§ ABOUT THIS EXERCISE
State, as a number alone, how many lines of the data contain the string "crate".

(Collected data)

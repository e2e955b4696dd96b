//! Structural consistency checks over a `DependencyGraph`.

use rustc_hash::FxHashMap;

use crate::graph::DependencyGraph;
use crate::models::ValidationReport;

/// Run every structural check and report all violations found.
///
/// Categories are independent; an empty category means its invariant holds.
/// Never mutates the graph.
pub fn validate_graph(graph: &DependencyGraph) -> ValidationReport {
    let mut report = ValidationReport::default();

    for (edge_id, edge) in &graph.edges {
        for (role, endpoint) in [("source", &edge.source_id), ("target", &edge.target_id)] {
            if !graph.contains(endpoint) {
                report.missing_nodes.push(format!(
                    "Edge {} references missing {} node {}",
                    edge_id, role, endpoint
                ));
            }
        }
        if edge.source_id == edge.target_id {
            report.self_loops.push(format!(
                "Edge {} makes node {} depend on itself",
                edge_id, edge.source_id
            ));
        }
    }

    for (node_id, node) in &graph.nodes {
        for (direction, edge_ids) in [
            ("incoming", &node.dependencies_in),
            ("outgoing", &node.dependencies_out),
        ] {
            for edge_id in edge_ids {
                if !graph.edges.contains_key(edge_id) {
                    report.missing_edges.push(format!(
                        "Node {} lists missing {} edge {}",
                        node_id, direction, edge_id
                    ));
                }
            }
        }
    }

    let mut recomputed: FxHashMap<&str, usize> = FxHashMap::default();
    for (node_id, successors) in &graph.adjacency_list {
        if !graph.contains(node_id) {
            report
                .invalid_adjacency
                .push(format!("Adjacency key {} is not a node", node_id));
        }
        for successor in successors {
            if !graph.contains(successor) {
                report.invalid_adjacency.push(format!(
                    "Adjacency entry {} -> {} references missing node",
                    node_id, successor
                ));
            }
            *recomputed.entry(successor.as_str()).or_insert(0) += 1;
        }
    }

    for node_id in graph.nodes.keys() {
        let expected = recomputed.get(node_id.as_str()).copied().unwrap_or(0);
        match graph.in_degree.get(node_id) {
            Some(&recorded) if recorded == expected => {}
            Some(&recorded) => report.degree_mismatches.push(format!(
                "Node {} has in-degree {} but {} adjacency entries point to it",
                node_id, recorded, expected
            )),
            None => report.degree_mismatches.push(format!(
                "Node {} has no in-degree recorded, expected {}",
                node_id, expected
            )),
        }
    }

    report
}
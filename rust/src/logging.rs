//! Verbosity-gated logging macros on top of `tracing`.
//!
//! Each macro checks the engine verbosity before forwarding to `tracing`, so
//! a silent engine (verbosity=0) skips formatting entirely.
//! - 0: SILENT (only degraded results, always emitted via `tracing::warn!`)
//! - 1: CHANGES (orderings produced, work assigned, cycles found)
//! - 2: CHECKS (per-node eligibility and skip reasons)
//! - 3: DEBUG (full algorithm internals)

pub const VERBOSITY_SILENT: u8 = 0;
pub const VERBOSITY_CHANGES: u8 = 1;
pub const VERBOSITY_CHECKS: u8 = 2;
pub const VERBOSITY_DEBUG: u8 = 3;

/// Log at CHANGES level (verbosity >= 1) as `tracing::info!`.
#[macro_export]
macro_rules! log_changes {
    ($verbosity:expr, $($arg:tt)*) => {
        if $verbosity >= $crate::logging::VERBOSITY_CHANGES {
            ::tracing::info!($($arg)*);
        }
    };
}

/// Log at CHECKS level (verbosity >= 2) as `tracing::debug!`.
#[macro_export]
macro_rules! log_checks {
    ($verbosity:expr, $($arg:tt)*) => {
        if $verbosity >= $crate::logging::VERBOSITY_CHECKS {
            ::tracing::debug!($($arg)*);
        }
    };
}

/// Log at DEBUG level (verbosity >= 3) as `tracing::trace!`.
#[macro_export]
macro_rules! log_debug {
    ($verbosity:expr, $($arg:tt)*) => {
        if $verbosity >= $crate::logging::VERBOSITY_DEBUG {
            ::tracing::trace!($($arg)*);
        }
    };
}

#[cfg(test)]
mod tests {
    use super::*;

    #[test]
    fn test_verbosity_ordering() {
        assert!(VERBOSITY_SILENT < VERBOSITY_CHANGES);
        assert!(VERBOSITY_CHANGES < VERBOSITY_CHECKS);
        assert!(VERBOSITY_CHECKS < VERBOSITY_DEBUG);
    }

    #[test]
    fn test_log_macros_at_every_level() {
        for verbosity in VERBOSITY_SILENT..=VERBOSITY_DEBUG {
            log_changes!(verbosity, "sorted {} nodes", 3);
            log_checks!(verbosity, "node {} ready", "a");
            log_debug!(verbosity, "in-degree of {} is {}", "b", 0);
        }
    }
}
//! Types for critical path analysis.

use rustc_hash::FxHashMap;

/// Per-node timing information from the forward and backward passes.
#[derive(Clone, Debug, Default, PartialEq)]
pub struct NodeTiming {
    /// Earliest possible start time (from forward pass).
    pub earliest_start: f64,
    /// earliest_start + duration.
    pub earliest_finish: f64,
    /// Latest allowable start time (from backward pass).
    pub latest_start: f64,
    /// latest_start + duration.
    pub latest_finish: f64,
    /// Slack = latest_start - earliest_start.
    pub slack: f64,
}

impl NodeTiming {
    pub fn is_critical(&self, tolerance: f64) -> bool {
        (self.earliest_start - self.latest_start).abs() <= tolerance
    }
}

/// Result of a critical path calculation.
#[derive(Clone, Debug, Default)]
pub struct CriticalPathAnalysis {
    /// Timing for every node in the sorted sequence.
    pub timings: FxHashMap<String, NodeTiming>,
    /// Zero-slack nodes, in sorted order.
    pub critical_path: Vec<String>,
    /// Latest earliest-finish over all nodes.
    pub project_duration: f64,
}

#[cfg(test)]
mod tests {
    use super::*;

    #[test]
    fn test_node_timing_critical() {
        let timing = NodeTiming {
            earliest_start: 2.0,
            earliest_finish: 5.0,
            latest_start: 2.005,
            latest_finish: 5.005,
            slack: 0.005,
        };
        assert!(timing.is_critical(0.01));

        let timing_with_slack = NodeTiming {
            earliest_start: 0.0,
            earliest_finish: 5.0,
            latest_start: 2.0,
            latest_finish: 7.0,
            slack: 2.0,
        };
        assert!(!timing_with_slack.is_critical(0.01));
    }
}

§ EXERCISE ANSWER
5